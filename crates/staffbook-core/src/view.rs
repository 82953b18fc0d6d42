//! The four boundary views over the Employee field set.
//!
//! Each view is a projection of [`crate::field::EMPLOYEE_FIELDS`]; the structs
//! here only carry data. Validation always goes through
//! [`crate::validate::validate`] with the matching [`View`], whether the input
//! arrives as a typed struct, a JSON object or a query string.

use chrono::{DateTime, NaiveDate, Utc};
use rust_decimal::Decimal;
use serde::{Deserialize, Serialize};
use serde_json::{Map, Value};

use crate::{
  Result,
  employee::{Employee, EmployeeChanges, EmployeeDraft, normalize_salary},
  error::{Reason, ValidationError},
  field::{FieldSpec, View},
  validate::{FieldSource, FieldValue, Lookup, QueryPairs, ValidatedFields, validate},
};

fn text(s: &str) -> Option<FieldValue> { Some(FieldValue::Text(s.to_owned())) }

fn opt_text(s: Option<&str>) -> Option<FieldValue> { s.and_then(text) }

fn required<T>(view: View, field: &'static str, value: Option<T>) -> Result<T> {
  value.ok_or_else(|| {
    ValidationError::single(view, field, Reason::RequiredFieldMissing)
  })
}

// ─── Create ──────────────────────────────────────────────────────────────────

/// Payload for creating an employee. Every field is required.
#[derive(Debug, Clone, PartialEq, Eq, Serialize, Deserialize)]
pub struct EmployeeCreate {
  pub employee_id:  String,
  pub full_name:    String,
  pub department:   String,
  pub position:     String,
  pub email:        String,
  pub phone_number: String,
  pub join_date:    NaiveDate,
  pub salary:       Decimal,
}

impl FieldSource for EmployeeCreate {
  fn lookup(&self, spec: &FieldSpec) -> Lookup {
    match spec.name {
      "employee_id" => text(&self.employee_id),
      "full_name" => text(&self.full_name),
      "department" => text(&self.department),
      "position" => text(&self.position),
      "email" => text(&self.email),
      "phone_number" => text(&self.phone_number),
      "join_date" => Some(FieldValue::Date(self.join_date)),
      "salary" => Some(FieldValue::Decimal(self.salary)),
      _ => None,
    }
    .into()
  }
}

impl EmployeeCreate {
  /// Validate-for-create.
  pub fn validate(self) -> Result<EmployeeDraft> {
    validate(View::Create, &self)?;
    Ok(self.into_draft())
  }

  /// Validate-for-create from a decoded JSON object.
  pub fn from_json(object: &Map<String, Value>) -> Result<EmployeeDraft> {
    let mut f = validate(View::Create, object)?;
    let req = |name, value| required(View::Create, name, value);

    let create = Self {
      employee_id:  req("employee_id", f.take_text("employee_id"))?,
      full_name:    req("full_name", f.take_text("full_name"))?,
      department:   req("department", f.take_text("department"))?,
      position:     req("position", f.take_text("position"))?,
      email:        req("email", f.take_text("email"))?,
      phone_number: req("phone_number", f.take_text("phone_number"))?,
      join_date:    required(View::Create, "join_date", f.take_date("join_date"))?,
      salary:       required(View::Create, "salary", f.take_decimal("salary"))?,
    };
    Ok(create.into_draft())
  }

  fn into_draft(self) -> EmployeeDraft {
    EmployeeDraft {
      employee_id:  self.employee_id,
      full_name:    self.full_name,
      department:   self.department,
      position:     self.position,
      email:        self.email,
      phone_number: self.phone_number,
      join_date:    self.join_date,
      salary:       normalize_salary(self.salary),
    }
  }
}

// ─── Update ──────────────────────────────────────────────────────────────────

/// Payload for updating an employee. Absent (or `null`) fields are left
/// unchanged. `employee_id` cannot be changed.
#[derive(Debug, Clone, Default, PartialEq, Eq, Serialize, Deserialize)]
#[serde(default)]
pub struct EmployeeUpdate {
  pub full_name:    Option<String>,
  pub department:   Option<String>,
  pub position:     Option<String>,
  pub email:        Option<String>,
  pub phone_number: Option<String>,
  pub join_date:    Option<NaiveDate>,
  pub salary:       Option<Decimal>,
  pub is_active:    Option<bool>,
}

impl FieldSource for EmployeeUpdate {
  fn lookup(&self, spec: &FieldSpec) -> Lookup {
    match spec.name {
      "full_name" => opt_text(self.full_name.as_deref()),
      "department" => opt_text(self.department.as_deref()),
      "position" => opt_text(self.position.as_deref()),
      "email" => opt_text(self.email.as_deref()),
      "phone_number" => opt_text(self.phone_number.as_deref()),
      "join_date" => self.join_date.map(FieldValue::Date),
      "salary" => self.salary.map(FieldValue::Decimal),
      "is_active" => self.is_active.map(FieldValue::Bool),
      _ => None,
    }
    .into()
  }
}

impl EmployeeUpdate {
  /// Validate-for-update. An update with no fields set is valid and yields an
  /// empty [`EmployeeChanges`].
  pub fn validate(self) -> Result<EmployeeChanges> {
    validate(View::Update, &self)?;
    Ok(self.into_changes())
  }

  /// Validate-for-update from a decoded JSON object.
  pub fn from_json(object: &Map<String, Value>) -> Result<EmployeeChanges> {
    let mut f = validate(View::Update, object)?;
    let update = Self {
      full_name:    f.take_text("full_name"),
      department:   f.take_text("department"),
      position:     f.take_text("position"),
      email:        f.take_text("email"),
      phone_number: f.take_text("phone_number"),
      join_date:    f.take_date("join_date"),
      salary:       f.take_decimal("salary"),
      is_active:    f.take_bool("is_active"),
    };
    Ok(update.into_changes())
  }

  fn into_changes(self) -> EmployeeChanges {
    EmployeeChanges {
      full_name:    self.full_name,
      department:   self.department,
      position:     self.position,
      email:        self.email,
      phone_number: self.phone_number,
      join_date:    self.join_date,
      salary:       self.salary.map(normalize_salary),
      is_active:    self.is_active,
    }
  }
}

// ─── Response ────────────────────────────────────────────────────────────────

/// Outgoing representation of a stored employee.
#[derive(Debug, Clone, PartialEq, Eq, Serialize, Deserialize)]
pub struct EmployeeResponse {
  pub id:           i64,
  pub employee_id:  String,
  pub full_name:    String,
  pub department:   String,
  pub position:     String,
  pub email:        String,
  pub phone_number: String,
  pub join_date:    NaiveDate,
  pub salary:       Decimal,
  pub is_active:    bool,
  pub created_at:   DateTime<Utc>,
  pub updated_at:   Option<DateTime<Utc>>,
}

impl From<Employee> for EmployeeResponse {
  fn from(e: Employee) -> Self {
    Self {
      id:           e.id(),
      employee_id:  e.employee_id().to_owned(),
      full_name:    e.full_name().to_owned(),
      department:   e.department().to_owned(),
      position:     e.position().to_owned(),
      email:        e.email().to_owned(),
      phone_number: e.phone_number().to_owned(),
      join_date:    e.join_date(),
      salary:       e.salary(),
      is_active:    e.is_active(),
      created_at:   e.created_at(),
      updated_at:   e.updated_at(),
    }
  }
}

impl FieldSource for EmployeeResponse {
  fn lookup(&self, spec: &FieldSpec) -> Lookup {
    match spec.name {
      "id" => Some(FieldValue::Integer(self.id)),
      "employee_id" => text(&self.employee_id),
      "full_name" => text(&self.full_name),
      "department" => text(&self.department),
      "position" => text(&self.position),
      "email" => text(&self.email),
      "phone_number" => text(&self.phone_number),
      "join_date" => Some(FieldValue::Date(self.join_date)),
      "salary" => Some(FieldValue::Decimal(self.salary)),
      "is_active" => Some(FieldValue::Bool(self.is_active)),
      "created_at" => Some(FieldValue::Timestamp(self.created_at)),
      "updated_at" => self.updated_at.map(FieldValue::Timestamp),
      _ => None,
    }
    .into()
  }
}

/// Rehydrate a record from its response form, re-checking every field
/// constraint on the way in. `updated_at` may not precede `created_at`.
impl TryFrom<EmployeeResponse> for Employee {
  type Error = ValidationError;

  fn try_from(r: EmployeeResponse) -> Result<Self> {
    validate(View::Response, &r)?;
    if r.updated_at.is_some_and(|updated| updated < r.created_at) {
      return Err(ValidationError::single(
        View::Response,
        "updated_at",
        Reason::OutOfOrder { not_before: "created_at" },
      ));
    }
    let draft = EmployeeDraft {
      employee_id:  r.employee_id,
      full_name:    r.full_name,
      department:   r.department,
      position:     r.position,
      email:        r.email,
      phone_number: r.phone_number,
      join_date:    r.join_date,
      salary:       normalize_salary(r.salary),
    };
    Ok(Employee::from_parts(r.id, draft, r.is_active, r.created_at, r.updated_at))
  }
}

// ─── Search ──────────────────────────────────────────────────────────────────

/// Search filters. Every field is optional and there is no cross-field check:
/// `min_salary > max_salary` is accepted and left to the query executor.
#[derive(Debug, Clone, Default, PartialEq, Eq, Serialize, Deserialize)]
#[serde(default)]
pub struct EmployeeSearch {
  /// Partial (substring) match on `full_name`.
  pub name:       Option<String>,
  pub department: Option<String>,
  pub position:   Option<String>,
  pub is_active:  Option<bool>,
  pub min_salary: Option<Decimal>,
  pub max_salary: Option<Decimal>,
}

impl EmployeeSearch {
  /// Validate-for-search from a decoded JSON object.
  pub fn from_json(object: &Map<String, Value>) -> Result<Self> {
    Ok(Self::from_fields(validate(View::Search, object)?))
  }

  /// Validate-for-search from decoded query-string pairs.
  pub fn from_pairs(pairs: Vec<(String, String)>) -> Result<Self> {
    Ok(Self::from_fields(validate(View::Search, &QueryPairs(pairs))?))
  }

  fn from_fields(mut f: ValidatedFields) -> Self {
    Self {
      name:       f.take_text("name"),
      department: f.take_text("department"),
      position:   f.take_text("position"),
      is_active:  f.take_bool("is_active"),
      min_salary: f.take_decimal("min_salary"),
      max_salary: f.take_decimal("max_salary"),
    }
  }

  /// True when no filter is set.
  pub fn is_empty(&self) -> bool { *self == Self::default() }
}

====

Task item: What is needed is an exact copy of the entries from their first line down to the line with "fn opt_text(s: Option<&str>)", that line included, and nothing beyond it.

Answer section:
filename crates/staffbook-core/src/view.rs
repository 82953b18fc0d6d42
//! The four boundary views over the Employee field set.
//!
//! Each view is a projection of [`crate::field::EMPLOYEE_FIELDS`]; the structs
//! here only carry data. Validation always goes through
//! [`crate::validate::validate`] with the matching [`View`], whether the input
//! arrives as a typed struct, a JSON object or a query string.

use chrono::{DateTime, NaiveDate, Utc};
use rust_decimal::Decimal;
use serde::{Deserialize, Serialize};
use serde_json::{Map, Value};

use crate::{
  Result,
  employee::{Employee, EmployeeChanges, EmployeeDraft, normalize_salary},
  error::{Reason, ValidationError},
  field::{FieldSpec, View},
  validate::{FieldSource, FieldValue, Lookup, QueryPairs, ValidatedFields, validate},
};

fn text(s: &str) -> Option<FieldValue> { Some(FieldValue::Text(s.to_owned())) }

fn opt_text(s: Option<&str>) -> Option<FieldValue> { s.and_then(text) }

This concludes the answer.